Gesundheitssenatorin Dilek Kalayci (SPD) hatte am Donnerstag angekündigt, dass vor jedem Impfzentrum ein Wachschutz eingesetzt werden soll. Bei der Wahl des jeweiligen Sicherheitsunternehmens sollte eine Rolle spielen, ob in der Firma bekannte Clan-Männer oder Rechtspopulisten tätig waren, sagte ein Branchenkenner.

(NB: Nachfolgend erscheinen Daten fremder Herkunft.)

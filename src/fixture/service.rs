//! A baseline [`LanguageService`] over a [`MemoryProgram`].
//!
//! Stands in for the host: diagnostics are whatever was seeded, hover and
//! navigation resolve aliases to their final target and read its doc block,
//! which is what a checker-backed service shows.

use rustc_hash::FxHashMap;
use text_size::TextSize;

use super::program::MemoryProgram;
use crate::base::{FileId, NodeRef, SymbolId};
use crate::hir::{Diagnostic, Program};
use crate::ide::{
    DefinitionInfo, DisplayPart, HoverInfo, JsDocTagInfo, LanguageService, ReferenceEntry,
};
use crate::syntax::{NodeKind, SourceFile};

#[derive(Debug, Clone)]
pub struct MemoryService {
    program: MemoryProgram,
    semantic: FxHashMap<FileId, Vec<Diagnostic>>,
    suggestions: FxHashMap<FileId, Vec<Diagnostic>>,
    syntactic: FxHashMap<FileId, Vec<Diagnostic>>,
}

impl MemoryService {
    pub fn new(program: MemoryProgram) -> Self {
        Self {
            program,
            semantic: FxHashMap::default(),
            suggestions: FxHashMap::default(),
            syntactic: FxHashMap::default(),
        }
    }

    pub fn with_semantic_diagnostic(mut self, diag: Diagnostic) -> Self {
        self.semantic.entry(diag.file).or_default().push(diag);
        self
    }

    pub fn with_suggestion_diagnostic(mut self, diag: Diagnostic) -> Self {
        self.suggestions.entry(diag.file).or_default().push(diag);
        self
    }

    pub fn with_syntactic_diagnostic(mut self, diag: Diagnostic) -> Self {
        self.syntactic.entry(diag.file).or_default().push(diag);
        self
    }

    /// The identifier at `offset` and the symbol it finally refers to.
    fn target_at(&self, file: FileId, offset: TextSize) -> Option<(NodeRef, SymbolId)> {
        let source = self.program.source_file(file)?;
        let node = source.node_at_offset(offset)?;
        if source.kind(node) != Some(NodeKind::Identifier) {
            return None;
        }
        let symbol = self.program.symbol_at_location(file, node)?;
        Some((NodeRef::new(file, node), self.program.resolve_alias_fully(symbol)))
    }
}

fn kind_name(kind: NodeKind) -> &'static str {
    match kind {
        NodeKind::FunctionDeclaration => "function",
        NodeKind::ClassDeclaration => "class",
        NodeKind::InterfaceDeclaration => "interface",
        NodeKind::TypeAliasDeclaration => "type",
        NodeKind::EnumDeclaration => "enum",
        NodeKind::ModuleDeclaration => "module",
        NodeKind::VariableDeclaration => "const",
        NodeKind::MethodDeclaration => "method",
        NodeKind::PropertyDeclaration => "property",
        NodeKind::EnumMember => "enum member",
        NodeKind::SourceFile => "module",
        _ => "alias",
    }
}

/// Split the attached doc blocks of a declaration into text and `@tags`.
fn doc_of(source: &SourceFile, decl: NodeRef) -> (Vec<DisplayPart>, Vec<JsDocTagInfo>) {
    let host = match source.kind(decl.node) {
        Some(NodeKind::VariableDeclaration) => source
            .ancestors(decl.node)
            .find(|&n| source.kind(n) == Some(NodeKind::VariableStatement))
            .unwrap_or(decl.node),
        _ => decl.node,
    };
    let Some(node) = source.node(host) else {
        return (Vec::new(), Vec::new());
    };

    let mut documentation = Vec::new();
    let mut tags: Vec<JsDocTagInfo> = Vec::new();
    for range in &node.js_doc {
        let Some(block) = source
            .text()
            .get(usize::from(range.start())..usize::from(range.end()))
        else {
            continue;
        };
        let body = block.trim_start_matches("/**").trim_end_matches("*/");
        for line in body.lines() {
            let line = line.trim();
            let line = line.strip_prefix('*').unwrap_or(line).trim();
            if line.is_empty() {
                continue;
            }
            if let Some(tag) = line.strip_prefix('@') {
                let (name, text) = tag.split_once(char::is_whitespace).unwrap_or((tag, ""));
                let text = text.trim();
                tags.push(JsDocTagInfo {
                    name: name.to_string(),
                    text: if text.is_empty() {
                        Vec::new()
                    } else {
                        vec![DisplayPart::text(text)]
                    },
                });
            } else if let Some(last) = tags.last_mut() {
                last.text.push(DisplayPart::text(line));
            } else {
                documentation.push(DisplayPart::text(line));
            }
        }
    }
    (documentation, tags)
}

impl LanguageService for MemoryService {
    type Program = MemoryProgram;

    fn program(&self) -> Option<&MemoryProgram> {
        Some(&self.program)
    }

    fn hover(&self, file: FileId, offset: TextSize) -> Option<HoverInfo> {
        let (usage, target) = self.target_at(file, offset)?;
        let source = self.program.source_file(file)?;
        let ident = source.node(usage.node)?;

        let decl = self.program.declarations_of_symbol(target).first().copied();
        let (kind, documentation, tags) = match decl {
            Some(decl) => {
                let decl_source = self.program.source_file(decl.file)?;
                let kind = decl_source.kind(decl.node).map_or("alias", kind_name);
                let (documentation, tags) = doc_of(&decl_source, decl);
                (kind, documentation, tags)
            }
            None => ("alias", Vec::new(), Vec::new()),
        };

        Some(HoverInfo {
            kind: kind.to_string(),
            name: ident.text.as_deref().unwrap_or_default().to_string(),
            text_span: ident.range,
            documentation,
            tags,
        })
    }

    fn semantic_diagnostics(&self, file: FileId) -> Vec<Diagnostic> {
        self.semantic.get(&file).cloned().unwrap_or_default()
    }

    fn suggestion_diagnostics(&self, file: FileId) -> Vec<Diagnostic> {
        self.suggestions.get(&file).cloned().unwrap_or_default()
    }

    fn syntactic_diagnostics(&self, file: FileId) -> Vec<Diagnostic> {
        self.syntactic.get(&file).cloned().unwrap_or_default()
    }

    fn definition_at(&self, file: FileId, offset: TextSize) -> Vec<DefinitionInfo> {
        let Some((_, target)) = self.target_at(file, offset) else {
            return Vec::new();
        };
        self.program
            .declarations_of_symbol(target)
            .into_iter()
            .filter_map(|decl| {
                let source = self.program.source_file(decl.file)?;
                let name = source.name_of(decl.node).unwrap_or(decl.node);
                Some(DefinitionInfo {
                    file: decl.file,
                    text_span: source.node(name)?.range,
                    name: source.text_of(name).unwrap_or_default().to_string(),
                    kind: source.kind(decl.node).map_or("alias", kind_name).to_string(),
                })
            })
            .collect()
    }

    fn references_at(&self, file: FileId, offset: TextSize) -> Vec<ReferenceEntry> {
        let Some((_, target)) = self.target_at(file, offset) else {
            return Vec::new();
        };
        let declared: Vec<NodeRef> = self.program.declarations_of_symbol(target);

        let mut entries = Vec::new();
        for candidate in self.program.files() {
            let Some(source) = self.program.source_file(candidate) else {
                continue;
            };
            for node in source.descendants(source.root()) {
                if source.kind(node) != Some(NodeKind::Identifier) {
                    continue;
                }
                let Some(symbol) = self.program.symbol_at_location(candidate, node) else {
                    continue;
                };
                if self.program.resolve_alias_fully(symbol) != target {
                    continue;
                }
                let is_definition = source
                    .parent(node)
                    .is_some_and(|p| declared.contains(&NodeRef::new(candidate, p)));
                if let Some(n) = source.node(node) {
                    entries.push(ReferenceEntry {
                        file: candidate,
                        text_span: n.range,
                        is_definition,
                    });
                }
            }
        }
        entries
    }
}
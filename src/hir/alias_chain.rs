//! Alias-Chain Walker.
//!
//! `import { b } from "./m"` gives `b` an alias symbol; `m` may itself alias
//! `export { a as b } from "./n"`, and so on. The chain is rebuilt hop by hop
//! through the oracle and may cycle, so every walk keeps a visited set.

use rustc_hash::FxHashSet;

use super::pass::DeprecationPass;
use super::program::{Declaration, Program};
use crate::base::{NodeRef, SymbolId};
use crate::syntax::NodeKind;

/// Where a deprecation was found while walking from a usage.
#[derive(Clone, Copy, Debug, PartialEq, Eq, Hash)]
pub struct DeprecatedOrigin {
    /// The symbol of the chain the deprecation was found on.
    pub symbol: SymbolId,
    /// The declaration carrying the marker: the symbol's own, or an
    /// enclosing container's.
    pub declaration: Declaration,
}

impl<P: Program + ?Sized> DeprecationPass<'_, P> {
    /// Walk the alias chain from `symbol`, stopping at the first `Some`.
    ///
    /// Ends on a repeated symbol, a non-alias, a missing target, or a target
    /// identical to the current symbol.
    fn walk_chain<T>(
        &mut self,
        symbol: SymbolId,
        mut visit: impl FnMut(&mut Self, SymbolId) -> Option<T>,
    ) -> Option<T> {
        let mut visited = FxHashSet::default();
        let mut current = symbol;
        loop {
            if !visited.insert(current) {
                tracing::trace!(?symbol, ?current, "alias cycle");
                return None;
            }
            if let Some(found) = visit(self, current) {
                return Some(found);
            }
            if !self.resolver.is_alias(current) {
                return None;
            }
            match self.resolver.alias_target_of(current) {
                Some(next) if next != current => current = next,
                _ => return None,
            }
        }
    }

    /// Symbols visited from `symbol` along its alias chain, in order.
    pub fn alias_chain(&mut self, symbol: SymbolId) -> Vec<SymbolId> {
        let mut chain = Vec::new();
        self.walk_chain(symbol, |_, s| {
            chain.push(s);
            None::<()>
        });
        chain
    }

    /// Whether `symbol`, or anything it aliases, is deprecated.
    pub fn is_deprecated_transitively(&mut self, symbol: SymbolId) -> bool {
        self.deprecated_origin(symbol).is_some()
    }

    /// The first declaration along the alias chain carrying the marker.
    ///
    /// Only primary declarations are consulted; a symbol without any, or one
    /// declared outside the project, is not deprecated.
    pub fn deprecated_origin(&mut self, symbol: SymbolId) -> Option<DeprecatedOrigin> {
        self.walk_chain(symbol, |pass, current| pass.own_deprecation(current))
    }

    /// Like [`deprecated_origin`](Self::deprecated_origin), but a symbol also
    /// counts as deprecated when a declaration enclosing it does.
    pub fn deprecated_origin_with_containers(
        &mut self,
        symbol: SymbolId,
    ) -> Option<DeprecatedOrigin> {
        self.walk_chain(symbol, |pass, current| {
            let decl = pass.resolver.primary_declaration(current)?;
            if !pass.is_first_party_file(decl.file) {
                return None;
            }
            pass.deprecated_container(decl)
                .map(|declaration| DeprecatedOrigin {
                    symbol: current,
                    declaration,
                })
                .or_else(|| pass.own_deprecation(current))
        })
    }

    fn own_deprecation(&mut self, symbol: SymbolId) -> Option<DeprecatedOrigin> {
        let declaration = self.resolver.primary_declaration(symbol)?;
        if !self.is_first_party_file(declaration.file) {
            return None;
        }
        self.is_deprecated(declaration)
            .then_some(DeprecatedOrigin { symbol, declaration })
    }

    /// The innermost enclosing class, interface, enum or namespace of `decl`
    /// that is deprecated.
    ///
    /// Locals of a function, method or variable initializer are not members,
    /// so the search stops at the first such scope.
    pub(crate) fn deprecated_container(&mut self, decl: Declaration) -> Option<Declaration> {
        let source = self.resolver.source_file(decl.file)?;
        let containers: Vec<_> = source
            .ancestors(decl.node)
            .take_while(|&n| !source.kind(n).is_some_and(NodeKind::is_local_scope))
            .filter(|&n| source.kind(n).is_some_and(NodeKind::is_member_container))
            .map(|n| NodeRef::new(decl.file, n))
            .collect();
        containers.into_iter().find(|&c| self.is_deprecated(c))
    }
}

Sicherheitsfirmen sollten überprüft werden
„Wir stellen immer mal wieder fest, dass auch einschlägig bekannte Personen aus dem Bereich Eigentumskriminalität als Mitarbeiter bei insbesondere kleinen Sicherheitsfirmen arbeiten. Sollte der Senat also ein privates Wachunternehmen für die Sicherheit des Impfstoffes anheuern, wäre dringend eine gründliche Überprüfung der eingesetzten Mitarbeiter vonnöten“, sagte Carsten Milius vom Bund Deutscher Kriminalbeamter. Der BKA-Warnung schließe man sich an, „aus ideologischen, weniger aus profitorientierten Gründen“ könne es zu Angriffen auf die Zentren kommen.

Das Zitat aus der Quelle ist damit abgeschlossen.